Saved data entries
====

use async_trait::async_trait;
use chrono::NaiveDate;
use chrono_tz::Tz;
use once_cell::sync::Lazy;
use regex::Regex;
use scraper::{Html, Selector};
use serde::Deserialize;
use serde_json::Value;
use tokio::time::Instant;
use tracing::{debug, info, warn};

use super::session::Session;
use super::{base, ensure_family, preview_drafts, select_requested, unique_drafts};
use super::{ScrapeContext, VenueAdapter};
use crate::error::{DiscoveryError, PartialExtractionFailure, Result};
use crate::models::{DiscoveredEvent, EventDraft, PreviewEvent, SourceFamily, VenueConfig};
use crate::normalize::{dates, ids, text};
use crate::progress::{ProgressFn, ProgressTicker, ScrapePhase};

static SCRIPT_SELECTOR: Lazy<Selector> =
    Lazy::new(|| Selector::parse("script").expect("script selector"));
static CALENDAR_DATA_SELECTOR: Lazy<Selector> = Lazy::new(|| {
    Selector::parse(r#"script#calendar-data[type="application/json"]"#)
        .expect("calendar data selector")
});
static ASSIGNMENT_RE: Lazy<Regex> = Lazy::new(|| {
    Regex::new(r"(?:\ball_events|\bcalendarEvents|__CALENDAR_EVENTS__)\s*[=:]\s*")
        .expect("calendar assignment regex")
});
static SUPPORTING_SELECTOR: Lazy<Selector> = Lazy::new(|| {
    Selector::parse(".supporting-artists li, .event-artists .artist-name")
        .expect("supporting artists selector")
});
static SUPPORTING_ATTR_SELECTOR: Lazy<Selector> =
    Lazy::new(|| Selector::parse("[data-supporting-act]").expect("supporting act attr selector"));
static DESCRIPTION_SELECTOR: Lazy<Selector> = Lazy::new(|| {
    Selector::parse(".event-description, .entry-content").expect("description selector")
});

/// Calendar widgets that ship every event in an embedded script payload, with
/// a detail page per event for supporting acts and long descriptions.
pub struct CalendarWidget;

#[async_trait]
impl VenueAdapter for CalendarWidget {
    fn family(&self) -> SourceFamily {
        SourceFamily::CalendarWidget
    }

    async fn preview(&self, venue: &VenueConfig, ctx: &ScrapeContext) -> Result<Vec<PreviewEvent>> {
        ensure_family(self.family(), venue)?;
        let session = ctx.open_session(&venue.slug);
        let drafts = listing(venue, ctx, &session).await?;
        info!(venue = %venue.slug, events = drafts.len(), "calendar widget preview");
        Ok(preview_drafts(&drafts, venue))
    }

    async fn scrape(
        &self,
        venue: &VenueConfig,
        ctx: &ScrapeContext,
        event_ids: &[String],
        progress: Option<&ProgressFn>,
    ) -> Result<Vec<DiscoveredEvent>> {
        ensure_family(self.family(), venue)?;
        let session = ctx.open_session(&venue.slug);
        let requested = select_requested(listing(venue, ctx, &session).await?, event_ids);

        let ticker = ProgressTicker::new(progress, requested.len(), ScrapePhase::Details);
        let session = &session;
        let ticker = &ticker;
        let details = ctx
            .detail_executor()
            .run(
                &requested,
                move |_, draft| async move {
                    let detail = fetch_detail(session, draft).await;
                    ticker.tick(&draft.title);
                    detail
                },
                |_, draft, err: DiscoveryError| {
                    let item = draft.event_url.clone().unwrap_or_else(|| draft.title.clone());
                    let failure = PartialExtractionFailure::new(item, err);
                    warn!(venue = %venue.slug, %failure, "detail page failed, artists fall back to title");
                },
            )
            .await;

        let degraded = details.iter().filter(|detail| detail.is_none()).count();
        let events: Vec<DiscoveredEvent> = requested
            .into_iter()
            .zip(details)
            .map(|(draft, detail)| apply_detail(draft, detail).finish(venue))
            .collect();
        info!(
            venue = %venue.slug,
            requested = event_ids.len(),
            events = events.len(),
            degraded,
            "calendar widget scrape"
        );
        Ok(events)
    }
}

async fn listing(venue: &VenueConfig, ctx: &ScrapeContext, session: &Session<'_>) -> Result<Vec<EventDraft>> {
    let items = wait_for_events(venue, ctx, session).await?;
    let tz = venue.tz();
    let today = ctx.today();
    let drafts = items
        .into_iter()
        .filter_map(|item| match serde_json::from_value::<CalendarItem>(item) {
            Ok(item) => draft_from_item(item, venue, tz, today),
            Err(err) => {
                debug!(venue = %venue.slug, error = %err, "skipping unreadable calendar item");
                None
            }
        })
        .collect();
    Ok(unique_drafts(drafts))
}

/// Reloads the page until the embedded event list appears or the data-ready
/// timeout elapses.
async fn wait_for_events(venue: &VenueConfig, ctx: &ScrapeContext, session: &Session<'_>) -> Result<Vec<Value>> {
    let timeouts = ctx.timeouts();
    let deadline = Instant::now() + timeouts.data_ready;
    loop {
        let html = session.load(&venue.source_url).await?;
        if let Some(items) = find_embedded_events(&html) {
            return Ok(items);
        }
        if Instant::now() + timeouts.poll_interval > deadline {
            return Err(DiscoveryError::unavailable(
                &venue.slug,
                format!(
                    "calendar data not present after {}ms",
                    timeouts.data_ready.as_millis()
                ),
            ));
        }
        debug!(venue = %venue.slug, "calendar data not ready yet");
        tokio::time::sleep(timeouts.poll_interval).await;
    }
}

/// The embedded event array, if the page has materialized one. A `null`
/// placeholder counts as not yet present; an empty array is a real answer.
pub(crate) fn find_embedded_events(html: &str) -> Option<Vec<Value>> {
    let document = Html::parse_document(html);
    for body in base::script_bodies(&document, &CALENDAR_DATA_SELECTOR) {
        if let Some(items) = first_json_value(body.trim()).and_then(event_list) {
            return Some(items);
        }
    }
    for body in base::script_bodies(&document, &SCRIPT_SELECTOR) {
        for assignment in ASSIGNMENT_RE.find_iter(&body) {
            let rest = &body[assignment.end()..];
            if let Some(items) = first_json_value(rest).and_then(event_list) {
                return Some(items);
            }
        }
    }
    None
}

/// Parses the JSON value at the start of `text`, ignoring whatever script follows it.
fn first_json_value(text: &str) -> Option<Value> {
    serde_json::Deserializer::from_str(text)
        .into_iter::<Value>()
        .next()?
        .ok()
}

fn event_list(value: Value) -> Option<Vec<Value>> {
    match value {
        Value::Array(items) => Some(items),
        Value::Object(mut map) => match map.remove("events") {
            Some(Value::Array(items)) => Some(items),
            _ => None,
        },
        _ => None,
    }
}

#[derive(Debug, Default, Deserialize)]
#[serde(default)]
struct CalendarItem {
    id: Option<Value>,
    #[serde(alias = "name")]
    title: Option<String>,
    #[serde(alias = "startDate", alias = "date", alias = "start_date")]
    start: Option<Value>,
    #[serde(alias = "startTime", alias = "start_time")]
    time: Option<String>,
    #[serde(alias = "doors", alias = "doorTime")]
    doors_time: Option<String>,
    #[serde(alias = "permalink", alias = "link")]
    url: Option<String>,
    #[serde(alias = "imageUrl", alias = "thumbnail")]
    image: Option<String>,
    #[serde(alias = "ticketUrl", alias = "tickets")]
    ticket_url: Option<String>,
    price: Option<Value>,
    #[serde(alias = "ageRestriction", alias = "age_restriction")]
    age: Option<String>,
    #[serde(alias = "soldOut")]
    sold_out: Option<bool>,
    #[serde(alias = "canceled")]
    cancelled: Option<bool>,
    status: Option<String>,
    #[serde(alias = "excerpt")]
    description: Option<String>,
}

impl CalendarItem {
    fn upstream_id(&self) -> Option<String> {
        match self.id.as_ref()? {
            Value::String(id) if !id.trim().is_empty() => Some(id.trim().to_string()),
            Value::Number(id) => Some(id.to_string()),
            _ => None,
        }
    }

    fn schedule(&self, tz: Option<Tz>, today: NaiveDate) -> Option<(NaiveDate, Option<String>)> {
        match self.start.as_ref()? {
            Value::String(raw) => dates::split_timestamp(raw, tz)
                .or_else(|| dates::parse_event_date(raw, today).map(|d| (d, dates::find_first_time(raw)))),
            Value::Number(epoch) => {
                let mut seconds = epoch.as_i64()?;
                if seconds > 100_000_000_000 {
                    seconds /= 1000;
                }
                dates::split_epoch(seconds, tz)
            }
            _ => None,
        }
    }

    fn price(&self) -> Option<String> {
        match self.price.as_ref()? {
            Value::Number(amount) => text::format_price(amount.as_f64()?, None),
            Value::String(raw) => text::normalize_price(raw),
            _ => None,
        }
    }
}

fn draft_from_item(item: CalendarItem, venue: &VenueConfig, tz: Option<Tz>, today: NaiveDate) -> Option<EventDraft> {
    let raw_title = item.title.as_deref()?;
    let (title, markers) = text::strip_status_markers(&text::decode_entities(raw_title));
    if title.is_empty() {
        return None;
    }
    let (date, start_time) = item.schedule(tz, today)?;
    let show_time = start_time.or_else(|| item.time.as_deref().and_then(dates::find_first_time));

    let event_url = base::absolute_url(&venue.source_url, item.url.clone());
    let ticket_url = base::absolute_url(&venue.source_url, item.ticket_url.clone());
    let id = [ticket_url.as_deref(), event_url.as_deref()]
        .into_iter()
        .flatten()
        .find_map(ids::url_event_id)
        .or_else(|| item.upstream_id().map(|id| format!("{}-{}", venue.slug, id)))
        .unwrap_or_else(|| ids::stable_event_id(&title, date));

    let status = item.status.as_deref().unwrap_or_default().to_lowercase();
    let sold_out = markers.sold_out || status.contains("sold");
    let cancelled = markers.cancelled || status.contains("cancel");

    Some(EventDraft {
        image_url: base::absolute_url(&venue.source_url, item.image.clone()),
        doors_time: item.doors_time.as_deref().and_then(dates::find_first_time),
        show_time,
        ticket_url,
        event_url,
        price: item.price(),
        age_restriction: item.age.as_deref().and_then(text::normalize_age),
        is_sold_out: Some(item.sold_out.unwrap_or(false) || sold_out),
        is_cancelled: Some(item.cancelled.unwrap_or(false) || cancelled),
        description: item
            .description
            .as_deref()
            .map(base::fragment_text)
            .filter(|text| !text.is_empty()),
        ..EventDraft::new(id, title, date)
    })
}

#[derive(Debug, Default, Clone, PartialEq)]
struct DetailInfo {
    supporting: Vec<String>,
    description: Option<String>,
}

async fn fetch_detail(session: &Session<'_>, draft: &EventDraft) -> Result<DetailInfo> {
    let Some(url) = draft.event_url.as_deref() else {
        return Ok(DetailInfo::default());
    };
    let detail_session = session.sub_context();
    let html = detail_session.load(url).await?;
    Ok(parse_detail(&html))
}

fn parse_detail(html: &str) -> DetailInfo {
    let document = Html::parse_document(html);
    let root = document.root_element();
    let mut supporting = base::all_texts(&root, &SUPPORTING_SELECTOR);
    for element in document.select(&SUPPORTING_ATTR_SELECTOR) {
        match element.value().attr("data-supporting-act").map(str::trim) {
            Some(listed) if !listed.is_empty() => supporting.extend(text::split_supporting_acts(listed)),
            _ => supporting.push(base::inner_text(element)),
        }
    }
    supporting.retain(|name| !name.is_empty() && !text::is_boilerplate(name));
    DetailInfo {
        supporting,
        description: base::first_text(&root, &DESCRIPTION_SELECTOR),
    }
}

/// Merges detail-page data. Without it (`None`, the page failed) the draft is
/// left alone and its artists fall back to the cleaned title.
fn apply_detail(mut draft: EventDraft, detail: Option<DetailInfo>) -> EventDraft {
    let Some(detail) = detail else {
        return draft;
    };
    if detail.description.is_some() {
        draft.description = detail.description;
    }
    let mut supporting = detail.supporting;
    if supporting.is_empty() {
        supporting = text::extract_with_clause(&draft.title);
    }
    if supporting.is_empty() {
        if let Some(description) = draft.description.as_deref() {
            supporting = text::extract_with_clause(description);
        }
    }
    draft.artists = std::iter::once(text::headliner_from_title(&draft.title))
        .chain(supporting)
        .collect();
    draft
}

====

> **What the task requires**: Tally up the lines in the data that hold the word "items". Only the total should be given.

> **Exercise answer**: 10